How to Choose a Conical Rotor for Viscosity Measurement

Many types of instruments are available to measure viscosity. There are two basic scientific devices that divide the field of rheology (the study of material deformation or flow behavior) into kinematics or dynamic flow. The former utilizes a capillary viscometer—a vertically oriented glass tube in which gravity drives fluid flow downward—to measure the transit time between two reference points on the tube. The latter rotates a spindle immersed in the sample material and measures the torque resistance (see Figure 1).

The general industry prefers Rotational Viscometers due to their ease of use and rapid testing capabilities. Key questions to answer when considering the appropriate type of Rotational Viscometer include:

1. How much sample material is available for testing?

2. Does the broad shear rate used in the test method matter?

3. Is temperature control of the sample required?

How many samples need to be tested?

The answers to these questions may determine the choice of spindle type for viscosity measurement. Figure 2 shows various rotors found in the laboratory. Each has a recommended sample size for viscosity testing. To date, conical rotors are the ones that require small amounts of material, typically <2 mL. Others, such as cylinders and discs, may require as much as 500 mL. A special chamber used with the cylinder can reduce the sample volume to 20 mL. The bottom line is that tapered spindles are limited to very small sample sizes. This may be a good choice, provided the sample is homogeneous when testing such a small amount of material.

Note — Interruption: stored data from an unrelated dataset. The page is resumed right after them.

use serde::Serialize;

/// Reachability of the host and identity of the active player session.
/// `player_id < 0` means no session, even when the host is reachable.
#[derive(Debug, Clone, Copy, PartialEq, Eq, Serialize)]
pub struct ConnectionState {
    pub connected: bool,
    pub player_id: i64,
}

impl Default for ConnectionState {
    fn default() -> Self {
        Self {
            connected: false,
            player_id: -1,
        }
    }
}

/// A change worth telling the UI about.
#[derive(Debug, Clone, Copy, PartialEq, Eq)]
pub enum Transition {
    Connected,
    /// Fired once per connected→disconnected edge, never on repeated failures.
    Disconnected,
    PlayerChanged(i64),
}

impl ConnectionState {
    pub fn has_player(&self) -> bool {
        self.connected && self.player_id >= 0
    }

    /// Fold one probe result into the state.
    pub fn observe_probe(&mut self, reachable: bool) -> Option<Transition> {
        match (self.connected, reachable) {
            (true, false) => {
                self.connected = false;
                self.player_id = -1;
                Some(Transition::Disconnected)
            }
            (false, true) => {
                self.connected = true;
                Some(Transition::Connected)
            }
            _ => None,
        }
    }

    pub fn observe_player(&mut self, player_id: i64) -> Option<Transition> {
        let player_id = player_id.max(-1);
        if player_id == self.player_id {
            return None;
        }
        self.player_id = player_id;
        Some(Transition::PlayerChanged(player_id))
    }
}

/// Read-only view of worker state handed to UI-side readers.
#[derive(Debug, Clone, Default, PartialEq, Serialize)]
pub struct PlayerSnapshot {
    pub connection: ConnectionState,
    /// Host-internal path of the current item; `plugin://` marks a stream
    /// that cannot be paused.
    pub media_path: String,
    /// Kodi item type (`song`, `episode`, `movie`, ...).
    pub item_type: String,
    /// Playlist position remembered at the last accepted song, for resuming
    /// after a stop.
    pub saved_position: Option<i64>,
}

impl PlayerSnapshot {
    pub fn is_plugin_stream(&self) -> bool {
        self.media_path.contains("plugin://")
    }
}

The test method also needs to be considered when performing viscosity measurements. QC labs typically perform single-point testing, which involves rotating the spindle at a specified speed for a specified time interval and then recording the viscosity value. R&D labs often wish to characterize materials and therefore need to rotate the spindle at multiple speeds. This shear action on the sample can be related to the forces exerted on the material during handling (mixing, pumping, flowing in pipes) or operator use (rubbing, spreading or swallowing). The tapered spindle provides a wide range of shear rates per spindle revolution. Therefore, it is very popular in R&D laboratories. QC laboratories performing two-point testing, where the specified shear rates are widely apart (for example, 10 sec -1 and 1000 sec -1 ), make tapered spindles the preferred choice.

The viscosity of most materials is temperature dependent. The measured viscosity generally decreases with increasing temperature. QC labs typically have a controlled temperature specification for acceptance of production samples. Commonly used control values in industry are 20°C and 25°C; medical and pharmaceutical industries may require body temperature or 37.6°C. If the sample size is small, the time required to bring the material to the specified temperature is minimized. The use of tapered spindles can be used to great advantage. It is worth mentioning that the cone shaft should also be tempered at the same temperature as the sample material before taking viscosity measurements.

The amount of sample required for viscosity testing is an important consideration for QC laboratories. Given the heavy workload that grows every year, time is precious. A cycle time comparison for viscosity measurements with each spindle type needs to include:

• Sample preparation for placing the sample in the instrument

• When to Run the Viscosity Test

• Instrument cleaning after testing.

Again, the tapered spindle is the winner due to the small sample size. The sample cups also need to be cleaned, but this is much easier than dealing with all the surface area in a 500 mL beaker. The cone and plate viscometer has compact components, as shown in Figure 3. A tapered spindle is attached to a shaft in a long tube extending down from the head of the instrument. The sample cup is attached to the bottom of the test tube. The port on the tube is connected to a circulating Water Bath to control the temperature of the sample. The system (instrument plus tub) costs between $5,000 and $10,000, depending on the model. Although more expensive than standard viscometers with cylindrical or disc spindles, the time savings when running viscosity tests is more than justification for choosing cone and plate.

Samples sent to the author's laboratory for customer evaluation are typically evaluated using the cone and plate method. This viscometer type was chosen for the same reasons as above. The total time required to generate a flow curve showing viscosity versus shear rate is just a few minutes (see Figure 4). Furthermore, the range of shear rates is wide enough to exhibit shear-thinning behavior (decrease in viscosity with increasing shear rate) of pseudoplastic materials. If the customer requests multiple temperatures, it will obviously take longer because the circulating bath needs to be equilibrated at each temperature. Additionally, the gap between the conical rotor and the sample plate needs to be adjusted to account for thermal expansion or contraction of the rotor/plate (usually required when the temperature difference between the set points is greater than 5 °C).

in conclusion

Due to the many advantages mentioned above, cone and plate viscometers are becoming more and more popular throughout the industry. They have long been the instrument of choice for R&D labs. Now, people are noticing productivity gains in QC testing, and word is that high-volume workloads are better handled with cones and plates.